ESC is always an interesting event for me; the embedded market is so different from enterprise application development. I think the biggest difference is the diversity and raw number of vendors. Hundreds of these vendors selling boards, processors, memory, rtos, compilers, debuggers, tools, etc. The end users are building airplanes, control systems for hospital devices, automotive systems, etc. There appears to be a lot of niches being addressed at ESC.
The interesting trend I observed is that a lot of these companies, large and small, require tools and a lot of them are using Eclipse for their tooling solution. Companies that I didn’t know, like EMAC, Hi-Tech, RoweBots and Freescale, were demonstrating their tools built on Eclipse. It really reminded me of an article Carl Zetie wrote called Eclipse and the Long Tail. Eclipse is enabling companies to offer sophisticated specialize development tools, when before they wouldn’t have been able to afford the development cost.

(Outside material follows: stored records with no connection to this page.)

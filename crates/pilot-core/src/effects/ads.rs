//! Ad SDK effect.
//!
//! # Effect Classification
//!
//! - **Category**: Infrastructure Effect
//! - **Implementation**: host platform bridge (native SDK), `pilot-effects`
//!   (`SimulatedAdBackend`), `pilot-testkit` (`ScriptedAdSdk`)
//! - **Usage**: `AdOrchestrator` only
//!
//! The native SDK is callback driven. Bridges collapse the callbacks of one
//! load or one show into a single awaited result; the orchestrator turns
//! those results into typed events for its state machine.

use crate::types::{AdHandle, AdLoadRequest, AdSurface, ShowOutcome};
use async_trait::async_trait;

/// Which strategy backs the ad surfaces.
#[derive(Debug, Clone, Copy, PartialEq, Eq, Hash)]
pub enum AdBackendKind {
    /// A real ad network SDK is linked
    Native,
    /// No SDK available (development builds, tests); rewarded ads are
    /// granted after a simulated delay and no other ads are shown
    Simulated,
}

/// Ad SDK failure
#[derive(Debug, Clone, PartialEq, Eq, thiserror::Error)]
pub enum AdSdkError {
    /// SDK is not linked in this build
    #[error("Ad SDK unavailable")]
    Unavailable,
    /// SDK initialisation failed
    #[error("Ad SDK initialisation failed: {reason}")]
    InitFailed {
        /// Underlying reason
        reason: String,
    },
    /// The network returned no fill or an error
    #[error("Load failed for {surface}: {reason}")]
    LoadFailed {
        /// Surface being loaded
        surface: AdSurface,
        /// Underlying reason
        reason: String,
    },
    /// The ad could not be presented
    #[error("Show failed for {surface}: {reason}")]
    ShowFailed {
        /// Surface being shown
        surface: AdSurface,
        /// Underlying reason
        reason: String,
    },
}

/// Injectable ad backend strategy.
#[async_trait]
pub trait AdBackendEffects: Send + Sync {
    /// Strategy implemented by this backend
    fn kind(&self) -> AdBackendKind;

    /// Initialise the SDK; called once
    async fn initialize(&self) -> Result<(), AdSdkError>;

    /// Load one ad; resolves when the SDK reports loaded or failed
    async fn load(&self, request: &AdLoadRequest) -> Result<AdHandle, AdSdkError>;

    /// Present a loaded ad; resolves when it is dismissed or fails
    async fn show(&self, surface: AdSurface, handle: AdHandle) -> Result<ShowOutcome, AdSdkError>;
}

/// Blanket implementation for Arc<T> where T: AdBackendEffects
#[async_trait]
impl<T: AdBackendEffects + ?Sized> AdBackendEffects for std::sync::Arc<T> {
    fn kind(&self) -> AdBackendKind {
        (**self).kind()
    }

    async fn initialize(&self) -> Result<(), AdSdkError> {
        (**self).initialize().await
    }

    async fn load(&self, request: &AdLoadRequest) -> Result<AdHandle, AdSdkError> {
        (**self).load(request).await
    }

    async fn show(&self, surface: AdSurface, handle: AdHandle) -> Result<ShowOutcome, AdSdkError> {
        (**self).show(surface, handle).await
    }
}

It is pretty apparent that awareness and adoption of Eclipse within the embedded community continues to grow. My favourite conversation was when a guy came up to me and said ‘our major customer, a major defense contractor, has told us that if we want to continue to have design wins, we must have Eclipse tools’. This guy wanted to know how to get started. When large defense contractors are mandating Eclipse, you have to know the future is bright.